Mehta’s comments mirrored some of Saviano’s own, as he pointed out the mistake people make when they presume that the problem of the camorra (and Mafia) is a local issue, something that has always existed in the south of Italy – as if some kind of genetic problem. Saviano’s book works precisely because he joins the dots between Macro-economic forces like globalization and de-regulation, and how criminal organisations innovate and become the invisible hand guiding the markets. His skill as a storyteller/journalist has led to Gomorrah selling over two-million copies worldwide, and to a succesful film (read the TMO review of the book here). All of which has increased the risk he faces.  Last year evidence came to light that suggested the camorra had stepped up its efforts to murder the author, bragging that he would be dead by Christmas.

New York novelist Paul Auster said of Gomorrah, “I was very impressed by it. For a first book by a young novelist it’s brave, courageous, and beautifully written. It opened my eyes to a world that I didn’t even know existed.”

Israeli author David Grossman, asked by the show’s host Fabio Fazio whether there was a similarity between Saviano’s situation and that of his own , living under constant threat, and whether that situation produces by necessity a certain type of literature, responded:

“People always try to compare different types of tragedies, but I’m not sure they’re comparable in this case. What is comparable, though, is the reaction of people living under fear. When you live under terror, when you live under fear, there comes a moment when you realise that things never change, that there’s paralysis. And it’s exactly in that moment that some abandon themselves to despair and apathy, to a growing void, and there are forces that take advantage of this void, of your apathy. […] When I read Roberto’s book,  I felt the same energy that I, and my Israeli colleagues feel when we say enough. Enough is enough. These things shouldn’t happen. We musn’t continue collaborating with this apathy. We mustn’t subjugate ourselves to the vocabulary that governments try to impose upon us, or armies – this fear. It’s precisely from this feeling of protest that a literature emerges, of rebellion against – not collaboration with – fear. “

 

Saviano, asked by Grossman whether he had hoped to write a literary or journalistic work, responded 

“I wanted to write a literary and journalistic book, a non-fiction novel. That it could have the proof of a documentary written like a novel. That was my hope, to put things together in a style that would touch people like a novel, like a story, like a life, but with the facts, the figures, the percentages, the inquests, the names and addresses.

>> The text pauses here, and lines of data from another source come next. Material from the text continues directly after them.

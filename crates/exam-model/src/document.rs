use serde::{Deserialize, Serialize};
use std::fmt;

/// The two document kinds published in the archive. Each kind lives under its
/// own path segment on the archive host.
#[derive(Debug, Clone, Copy, PartialEq, Eq, Hash, Serialize, Deserialize)]
pub enum PaperKind {
    ExamPaper,
    MarkingScheme,
}

impl PaperKind {
    /// Display name shown on result cards.
    pub const fn label(&self) -> &'static str {
        match self {
            Self::ExamPaper => "Exam Paper",
            Self::MarkingScheme => "Marking Scheme",
        }
    }

    /// Path segment used by the archive host for this kind.
    pub const fn archive_segment(&self) -> &'static str {
        match self {
            Self::ExamPaper => "exampapers",
            Self::MarkingScheme => "markingschemes",
        }
    }
}

impl fmt::Display for PaperKind {
    fn fmt(&self, f: &mut fmt::Formatter<'_>) -> fmt::Result {
        write!(f, "{}", self.label())
    }
}

/// A single archived document as it appears in the catalog. Identity is
/// structural; documents carry no lifecycle of their own.
#[derive(Debug, Clone, PartialEq, Eq, Serialize, Deserialize)]
#[serde(rename_all = "camelCase")]
pub struct Document {
    /// Relative path on the archive host. Encodes level and language tokens,
    /// see [`crate::tokens`].
    pub relative_path: String,
    /// Free-form description, e.g. "Higher Level Paper One".
    pub details: String,
}

/// A catalog document tagged with its kind, as produced by filtering.
#[derive(Debug, Clone, PartialEq, Eq, Serialize, Deserialize)]
#[serde(rename_all = "camelCase")]
pub struct Paper {
    pub kind: PaperKind,
    pub relative_path: String,
    pub details: String,
}

impl Paper {
    pub fn from_document(kind: PaperKind, document: &Document) -> Self {
        Self {
            kind,
            relative_path: document.relative_path.clone(),
            details: document.details.clone(),
        }
    }
}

I was inspired as well by something that, strangely, Philip Roth said. He was asked who he thought the greatest writer of all time was – he was expected to say Dante or … – but instead he said Primo Levi, because he was the only one who brought all his readers to Auschwitz, not that he had explained Auschwitz, but that he had brought them there.”

The role of literature and art in the real world was further addressed when Saviano was given the opportunity to ask Auster a question.

Saviano: “You once said that you create art because the world is imperfect. Do you still think that, and has your art, somehow corrected some of that imperfection?”

Auster: “No. I feel each time I read my books that I’ve failed. I try my best, and that’s why you write more books. It’s like Beckett said: ‘fail better’. I feel that’s the most we can aspire to as artists.”